*To do*:
In the material below, the lines from the one containing "profile is not supported." through the one containing "pub fn title_element(page: &Page<'_>)" are to be given again exactly, ends included, and no others.

....

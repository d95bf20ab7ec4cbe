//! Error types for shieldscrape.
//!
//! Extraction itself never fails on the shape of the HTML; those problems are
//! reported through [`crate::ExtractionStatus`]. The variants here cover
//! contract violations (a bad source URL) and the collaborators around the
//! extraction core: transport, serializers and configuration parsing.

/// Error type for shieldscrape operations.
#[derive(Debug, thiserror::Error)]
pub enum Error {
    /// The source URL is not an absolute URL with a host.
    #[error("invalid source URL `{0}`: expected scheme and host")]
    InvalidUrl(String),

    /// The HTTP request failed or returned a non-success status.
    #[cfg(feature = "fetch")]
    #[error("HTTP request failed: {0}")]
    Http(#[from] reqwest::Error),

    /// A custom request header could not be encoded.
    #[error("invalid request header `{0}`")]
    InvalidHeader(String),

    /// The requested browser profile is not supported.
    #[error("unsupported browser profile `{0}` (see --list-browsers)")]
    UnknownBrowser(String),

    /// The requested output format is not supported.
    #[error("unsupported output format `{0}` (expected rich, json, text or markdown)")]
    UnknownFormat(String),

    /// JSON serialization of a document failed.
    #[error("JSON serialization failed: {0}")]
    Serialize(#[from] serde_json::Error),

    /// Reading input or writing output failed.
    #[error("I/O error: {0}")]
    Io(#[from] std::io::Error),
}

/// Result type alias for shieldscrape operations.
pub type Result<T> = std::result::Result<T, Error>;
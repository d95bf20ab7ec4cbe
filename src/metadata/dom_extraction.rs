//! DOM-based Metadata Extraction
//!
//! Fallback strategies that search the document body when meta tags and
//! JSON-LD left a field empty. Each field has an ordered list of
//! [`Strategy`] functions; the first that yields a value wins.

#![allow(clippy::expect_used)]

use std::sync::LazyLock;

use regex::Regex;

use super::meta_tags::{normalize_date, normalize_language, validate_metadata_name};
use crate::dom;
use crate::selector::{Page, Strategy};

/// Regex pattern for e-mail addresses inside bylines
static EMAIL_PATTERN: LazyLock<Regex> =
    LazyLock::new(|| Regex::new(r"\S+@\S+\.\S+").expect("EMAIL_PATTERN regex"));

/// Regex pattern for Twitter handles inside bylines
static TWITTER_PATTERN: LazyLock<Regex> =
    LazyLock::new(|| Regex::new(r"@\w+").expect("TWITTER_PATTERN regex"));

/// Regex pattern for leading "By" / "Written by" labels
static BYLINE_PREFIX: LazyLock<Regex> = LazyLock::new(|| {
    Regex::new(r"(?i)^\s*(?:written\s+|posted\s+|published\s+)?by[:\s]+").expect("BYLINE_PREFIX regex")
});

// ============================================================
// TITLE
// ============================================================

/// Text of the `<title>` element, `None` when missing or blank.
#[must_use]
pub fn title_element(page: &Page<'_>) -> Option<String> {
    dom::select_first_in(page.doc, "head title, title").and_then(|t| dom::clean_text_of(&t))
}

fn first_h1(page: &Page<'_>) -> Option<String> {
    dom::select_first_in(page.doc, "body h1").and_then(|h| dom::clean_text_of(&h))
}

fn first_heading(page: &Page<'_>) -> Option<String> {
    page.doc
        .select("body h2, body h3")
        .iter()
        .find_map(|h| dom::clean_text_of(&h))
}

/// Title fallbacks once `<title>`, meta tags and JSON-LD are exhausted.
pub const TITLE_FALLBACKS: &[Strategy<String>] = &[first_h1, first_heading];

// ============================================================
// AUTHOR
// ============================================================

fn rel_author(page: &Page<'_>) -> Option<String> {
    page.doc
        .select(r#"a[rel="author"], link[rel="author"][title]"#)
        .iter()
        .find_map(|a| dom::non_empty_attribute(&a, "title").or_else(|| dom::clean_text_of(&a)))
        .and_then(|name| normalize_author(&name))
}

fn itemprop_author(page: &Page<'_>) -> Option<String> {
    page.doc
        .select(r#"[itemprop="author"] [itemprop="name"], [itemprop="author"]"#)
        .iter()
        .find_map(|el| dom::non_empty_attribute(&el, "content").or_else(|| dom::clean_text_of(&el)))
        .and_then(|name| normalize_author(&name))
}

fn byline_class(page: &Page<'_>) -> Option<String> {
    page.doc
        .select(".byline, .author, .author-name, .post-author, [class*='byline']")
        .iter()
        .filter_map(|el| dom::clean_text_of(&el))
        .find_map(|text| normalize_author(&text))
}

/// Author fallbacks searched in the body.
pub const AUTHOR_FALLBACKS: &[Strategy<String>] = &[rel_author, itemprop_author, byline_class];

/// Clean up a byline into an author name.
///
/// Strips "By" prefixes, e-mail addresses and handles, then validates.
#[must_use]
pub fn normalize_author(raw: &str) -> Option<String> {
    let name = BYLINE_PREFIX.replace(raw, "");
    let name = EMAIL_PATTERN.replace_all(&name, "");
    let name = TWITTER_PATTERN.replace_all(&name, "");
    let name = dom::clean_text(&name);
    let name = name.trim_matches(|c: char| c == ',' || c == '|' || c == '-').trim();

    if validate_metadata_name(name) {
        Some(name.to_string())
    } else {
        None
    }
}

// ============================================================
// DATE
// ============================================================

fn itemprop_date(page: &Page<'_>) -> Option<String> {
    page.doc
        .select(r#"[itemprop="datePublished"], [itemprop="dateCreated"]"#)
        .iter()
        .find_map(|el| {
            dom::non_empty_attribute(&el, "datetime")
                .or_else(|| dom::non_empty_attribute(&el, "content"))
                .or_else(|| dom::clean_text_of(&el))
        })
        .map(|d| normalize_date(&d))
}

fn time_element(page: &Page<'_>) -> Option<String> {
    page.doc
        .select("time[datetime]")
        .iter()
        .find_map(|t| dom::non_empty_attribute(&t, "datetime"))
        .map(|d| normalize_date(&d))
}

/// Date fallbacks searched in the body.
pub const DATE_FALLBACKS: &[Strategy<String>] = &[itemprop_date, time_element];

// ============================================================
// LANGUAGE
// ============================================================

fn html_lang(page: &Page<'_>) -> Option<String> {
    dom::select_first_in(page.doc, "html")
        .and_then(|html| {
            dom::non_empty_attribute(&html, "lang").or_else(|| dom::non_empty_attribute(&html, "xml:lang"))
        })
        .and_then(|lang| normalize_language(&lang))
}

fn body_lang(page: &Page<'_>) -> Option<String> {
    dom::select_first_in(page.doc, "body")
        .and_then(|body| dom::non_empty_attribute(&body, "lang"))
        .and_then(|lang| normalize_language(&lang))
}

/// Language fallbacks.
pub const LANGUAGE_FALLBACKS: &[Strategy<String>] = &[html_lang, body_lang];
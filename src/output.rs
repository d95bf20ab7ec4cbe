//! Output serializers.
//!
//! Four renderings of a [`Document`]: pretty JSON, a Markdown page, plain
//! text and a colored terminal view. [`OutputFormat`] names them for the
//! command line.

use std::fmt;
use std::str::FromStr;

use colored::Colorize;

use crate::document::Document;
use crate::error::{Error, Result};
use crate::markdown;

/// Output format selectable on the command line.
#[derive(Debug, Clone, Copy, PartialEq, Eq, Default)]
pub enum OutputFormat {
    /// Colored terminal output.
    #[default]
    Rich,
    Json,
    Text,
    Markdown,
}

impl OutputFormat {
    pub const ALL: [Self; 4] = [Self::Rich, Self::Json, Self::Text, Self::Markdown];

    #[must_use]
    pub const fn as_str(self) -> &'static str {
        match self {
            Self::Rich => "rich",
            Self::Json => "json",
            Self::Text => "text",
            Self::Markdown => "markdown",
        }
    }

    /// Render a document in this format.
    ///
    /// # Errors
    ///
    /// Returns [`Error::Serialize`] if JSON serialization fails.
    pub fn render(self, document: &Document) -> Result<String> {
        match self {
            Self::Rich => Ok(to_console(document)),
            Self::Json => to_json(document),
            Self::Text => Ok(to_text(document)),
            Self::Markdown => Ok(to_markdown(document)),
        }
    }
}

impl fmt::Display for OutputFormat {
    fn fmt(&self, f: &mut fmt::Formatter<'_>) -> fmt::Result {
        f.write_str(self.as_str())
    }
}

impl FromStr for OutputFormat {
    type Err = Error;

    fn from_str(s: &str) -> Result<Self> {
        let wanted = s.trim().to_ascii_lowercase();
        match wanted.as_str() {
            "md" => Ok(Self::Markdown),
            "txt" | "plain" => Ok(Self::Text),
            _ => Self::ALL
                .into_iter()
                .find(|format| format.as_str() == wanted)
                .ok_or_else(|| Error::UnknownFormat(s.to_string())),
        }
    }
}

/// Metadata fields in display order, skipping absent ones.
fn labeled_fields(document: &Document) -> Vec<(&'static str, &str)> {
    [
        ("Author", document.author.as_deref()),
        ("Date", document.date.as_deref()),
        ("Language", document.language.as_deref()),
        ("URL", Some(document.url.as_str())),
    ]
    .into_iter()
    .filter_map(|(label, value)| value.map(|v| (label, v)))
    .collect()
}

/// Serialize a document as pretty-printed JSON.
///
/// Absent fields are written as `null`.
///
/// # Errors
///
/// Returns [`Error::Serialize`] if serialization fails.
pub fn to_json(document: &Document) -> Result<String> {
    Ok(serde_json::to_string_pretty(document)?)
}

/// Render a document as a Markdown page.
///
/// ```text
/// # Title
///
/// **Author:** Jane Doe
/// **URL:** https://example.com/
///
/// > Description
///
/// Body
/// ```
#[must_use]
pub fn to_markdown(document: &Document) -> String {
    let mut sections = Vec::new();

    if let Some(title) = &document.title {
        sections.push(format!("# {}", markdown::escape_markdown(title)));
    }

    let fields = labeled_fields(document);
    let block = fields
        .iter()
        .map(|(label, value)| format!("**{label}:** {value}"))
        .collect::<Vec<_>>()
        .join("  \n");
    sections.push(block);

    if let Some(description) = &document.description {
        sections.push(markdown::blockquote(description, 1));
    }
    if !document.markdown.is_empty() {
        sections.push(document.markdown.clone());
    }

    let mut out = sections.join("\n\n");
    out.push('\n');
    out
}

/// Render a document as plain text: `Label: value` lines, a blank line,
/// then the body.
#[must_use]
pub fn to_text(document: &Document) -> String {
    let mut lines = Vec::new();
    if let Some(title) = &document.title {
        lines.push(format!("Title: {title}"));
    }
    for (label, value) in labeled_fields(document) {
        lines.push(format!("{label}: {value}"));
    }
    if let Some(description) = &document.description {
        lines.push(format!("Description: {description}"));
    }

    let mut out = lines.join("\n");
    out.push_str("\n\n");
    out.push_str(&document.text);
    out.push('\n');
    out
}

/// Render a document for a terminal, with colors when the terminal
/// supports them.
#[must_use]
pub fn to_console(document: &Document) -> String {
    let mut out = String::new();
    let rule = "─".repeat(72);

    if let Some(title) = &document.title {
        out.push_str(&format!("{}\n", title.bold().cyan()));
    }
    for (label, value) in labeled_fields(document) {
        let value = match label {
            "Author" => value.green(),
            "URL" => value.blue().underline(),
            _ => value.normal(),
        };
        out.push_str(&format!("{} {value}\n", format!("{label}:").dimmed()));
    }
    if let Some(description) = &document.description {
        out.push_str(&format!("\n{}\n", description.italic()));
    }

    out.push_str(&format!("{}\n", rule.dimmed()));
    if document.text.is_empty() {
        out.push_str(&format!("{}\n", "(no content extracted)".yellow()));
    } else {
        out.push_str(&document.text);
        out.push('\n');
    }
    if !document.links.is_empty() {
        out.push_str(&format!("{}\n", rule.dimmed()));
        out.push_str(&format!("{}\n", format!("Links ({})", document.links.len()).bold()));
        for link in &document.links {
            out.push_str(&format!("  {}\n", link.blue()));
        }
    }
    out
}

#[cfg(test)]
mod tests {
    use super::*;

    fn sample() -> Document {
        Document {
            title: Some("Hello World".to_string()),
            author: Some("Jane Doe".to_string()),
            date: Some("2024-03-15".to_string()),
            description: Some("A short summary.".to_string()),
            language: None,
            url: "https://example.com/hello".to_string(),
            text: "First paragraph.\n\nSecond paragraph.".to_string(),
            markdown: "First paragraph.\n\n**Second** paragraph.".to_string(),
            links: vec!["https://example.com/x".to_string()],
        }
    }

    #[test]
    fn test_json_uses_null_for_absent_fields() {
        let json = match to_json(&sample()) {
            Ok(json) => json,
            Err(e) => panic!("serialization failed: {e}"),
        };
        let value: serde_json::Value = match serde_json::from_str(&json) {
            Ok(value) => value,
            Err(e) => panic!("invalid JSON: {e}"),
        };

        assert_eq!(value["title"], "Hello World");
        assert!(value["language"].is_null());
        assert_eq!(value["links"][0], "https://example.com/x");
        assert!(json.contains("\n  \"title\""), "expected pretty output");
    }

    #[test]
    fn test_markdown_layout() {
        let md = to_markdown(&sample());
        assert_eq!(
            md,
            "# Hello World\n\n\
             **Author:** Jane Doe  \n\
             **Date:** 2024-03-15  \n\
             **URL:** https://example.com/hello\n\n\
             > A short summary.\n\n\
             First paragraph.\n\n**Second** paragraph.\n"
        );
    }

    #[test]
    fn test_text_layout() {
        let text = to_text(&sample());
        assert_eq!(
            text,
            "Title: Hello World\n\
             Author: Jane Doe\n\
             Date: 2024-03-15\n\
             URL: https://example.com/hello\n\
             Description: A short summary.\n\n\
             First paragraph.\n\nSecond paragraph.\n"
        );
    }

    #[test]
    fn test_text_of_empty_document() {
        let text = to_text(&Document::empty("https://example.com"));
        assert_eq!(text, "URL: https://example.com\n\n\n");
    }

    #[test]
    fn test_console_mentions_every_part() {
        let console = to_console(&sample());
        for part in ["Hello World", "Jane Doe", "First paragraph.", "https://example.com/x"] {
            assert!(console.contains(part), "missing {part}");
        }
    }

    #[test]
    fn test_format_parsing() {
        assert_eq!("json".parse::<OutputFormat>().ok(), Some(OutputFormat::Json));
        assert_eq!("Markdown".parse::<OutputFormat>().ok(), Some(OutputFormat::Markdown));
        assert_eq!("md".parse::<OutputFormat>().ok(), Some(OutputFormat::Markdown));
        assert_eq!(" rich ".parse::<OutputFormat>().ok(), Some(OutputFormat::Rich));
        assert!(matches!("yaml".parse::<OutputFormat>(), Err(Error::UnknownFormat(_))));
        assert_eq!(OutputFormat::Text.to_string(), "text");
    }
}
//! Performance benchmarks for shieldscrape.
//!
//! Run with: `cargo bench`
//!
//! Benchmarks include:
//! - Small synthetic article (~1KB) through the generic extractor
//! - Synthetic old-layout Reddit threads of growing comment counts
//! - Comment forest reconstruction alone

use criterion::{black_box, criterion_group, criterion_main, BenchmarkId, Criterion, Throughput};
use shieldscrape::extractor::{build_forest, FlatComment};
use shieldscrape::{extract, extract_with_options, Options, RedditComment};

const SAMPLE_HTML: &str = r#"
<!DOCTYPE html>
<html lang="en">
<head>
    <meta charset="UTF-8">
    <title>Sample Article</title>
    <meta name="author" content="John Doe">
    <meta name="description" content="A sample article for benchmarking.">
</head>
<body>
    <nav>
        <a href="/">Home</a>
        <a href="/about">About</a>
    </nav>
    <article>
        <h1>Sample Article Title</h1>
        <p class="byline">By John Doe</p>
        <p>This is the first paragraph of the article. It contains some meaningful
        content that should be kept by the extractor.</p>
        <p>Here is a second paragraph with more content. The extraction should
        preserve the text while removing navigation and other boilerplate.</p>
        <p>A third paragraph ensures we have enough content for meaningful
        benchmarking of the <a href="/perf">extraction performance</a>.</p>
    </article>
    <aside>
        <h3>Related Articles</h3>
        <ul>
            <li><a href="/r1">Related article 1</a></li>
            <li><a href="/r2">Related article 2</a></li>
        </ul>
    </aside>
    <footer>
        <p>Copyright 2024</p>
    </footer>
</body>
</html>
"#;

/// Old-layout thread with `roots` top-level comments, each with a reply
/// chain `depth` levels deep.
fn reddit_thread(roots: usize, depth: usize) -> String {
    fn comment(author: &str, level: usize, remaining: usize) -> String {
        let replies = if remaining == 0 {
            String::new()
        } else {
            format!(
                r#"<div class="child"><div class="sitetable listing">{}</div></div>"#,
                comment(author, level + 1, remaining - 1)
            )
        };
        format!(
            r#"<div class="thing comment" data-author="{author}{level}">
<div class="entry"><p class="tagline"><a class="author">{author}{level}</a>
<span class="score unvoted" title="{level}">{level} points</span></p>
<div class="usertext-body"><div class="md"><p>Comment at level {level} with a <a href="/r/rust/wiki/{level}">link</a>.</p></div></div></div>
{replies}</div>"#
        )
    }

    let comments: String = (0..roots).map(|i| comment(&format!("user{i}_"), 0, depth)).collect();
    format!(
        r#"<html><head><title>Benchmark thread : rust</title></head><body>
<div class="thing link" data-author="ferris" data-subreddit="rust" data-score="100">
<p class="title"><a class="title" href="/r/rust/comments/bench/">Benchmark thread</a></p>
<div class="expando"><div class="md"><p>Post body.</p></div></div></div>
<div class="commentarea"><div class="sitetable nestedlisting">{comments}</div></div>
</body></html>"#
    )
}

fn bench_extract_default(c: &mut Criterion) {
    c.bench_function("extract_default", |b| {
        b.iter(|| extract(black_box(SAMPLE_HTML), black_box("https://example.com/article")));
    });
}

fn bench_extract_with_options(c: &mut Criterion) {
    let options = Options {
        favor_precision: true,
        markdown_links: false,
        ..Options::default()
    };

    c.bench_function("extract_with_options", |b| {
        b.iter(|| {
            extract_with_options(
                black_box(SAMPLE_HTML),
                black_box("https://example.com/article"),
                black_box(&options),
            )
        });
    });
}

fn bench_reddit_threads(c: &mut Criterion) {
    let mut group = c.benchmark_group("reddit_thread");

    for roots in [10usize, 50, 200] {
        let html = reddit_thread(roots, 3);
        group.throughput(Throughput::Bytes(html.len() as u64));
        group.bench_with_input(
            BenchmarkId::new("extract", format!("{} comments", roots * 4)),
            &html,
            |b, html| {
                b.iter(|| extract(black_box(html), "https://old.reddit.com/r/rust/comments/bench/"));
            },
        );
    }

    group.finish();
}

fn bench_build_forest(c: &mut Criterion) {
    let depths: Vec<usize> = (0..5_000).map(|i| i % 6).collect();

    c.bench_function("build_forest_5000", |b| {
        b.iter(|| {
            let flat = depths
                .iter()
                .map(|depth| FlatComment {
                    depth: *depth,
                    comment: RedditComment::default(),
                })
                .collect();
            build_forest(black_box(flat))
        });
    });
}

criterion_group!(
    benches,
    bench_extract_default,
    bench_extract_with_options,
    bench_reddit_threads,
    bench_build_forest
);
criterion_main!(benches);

....

*The completed task*:
    /// The requested browser profile is not supported.
    #[error("unsupported browser profile `{0}` (see --list-browsers)")]
    UnknownBrowser(String),

    /// The requested output format is not supported.
    #[error("unsupported output format `{0}` (expected rich, json, text or markdown)")]
    UnknownFormat(String),

    /// JSON serialization of a document failed.
    #[error("JSON serialization failed: {0}")]
    Serialize(#[from] serde_json::Error),

    /// Reading input or writing output failed.
    #[error("I/O error: {0}")]
    Io(#[from] std::io::Error),
}

/// Result type alias for shieldscrape operations.
pub type Result<T> = std::result::Result<T, Error>;
repository d95bf20ab7ec4cbe
filename src/metadata/dom_extraction.rs
//! DOM-based Metadata Extraction
//!
//! Fallback strategies that search the document body when meta tags and
//! JSON-LD left a field empty. Each field has an ordered list of
//! [`Strategy`] functions; the first that yields a value wins.

#![allow(clippy::expect_used)]

use std::sync::LazyLock;

use regex::Regex;

use super::meta_tags::{normalize_date, normalize_language, validate_metadata_name};
use crate::dom;
use crate::selector::{Page, Strategy};

/// Regex pattern for e-mail addresses inside bylines
static EMAIL_PATTERN: LazyLock<Regex> =
    LazyLock::new(|| Regex::new(r"\S+@\S+\.\S+").expect("EMAIL_PATTERN regex"));

/// Regex pattern for Twitter handles inside bylines
static TWITTER_PATTERN: LazyLock<Regex> =
    LazyLock::new(|| Regex::new(r"@\w+").expect("TWITTER_PATTERN regex"));

/// Regex pattern for leading "By" / "Written by" labels
static BYLINE_PREFIX: LazyLock<Regex> = LazyLock::new(|| {
    Regex::new(r"(?i)^\s*(?:written\s+|posted\s+|published\s+)?by[:\s]+").expect("BYLINE_PREFIX regex")
});

// ============================================================
// TITLE
// ============================================================

/// Text of the `<title>` element, `None` when missing or blank.
#[must_use]
pub fn title_element(page: &Page<'_>) -> Option<String> {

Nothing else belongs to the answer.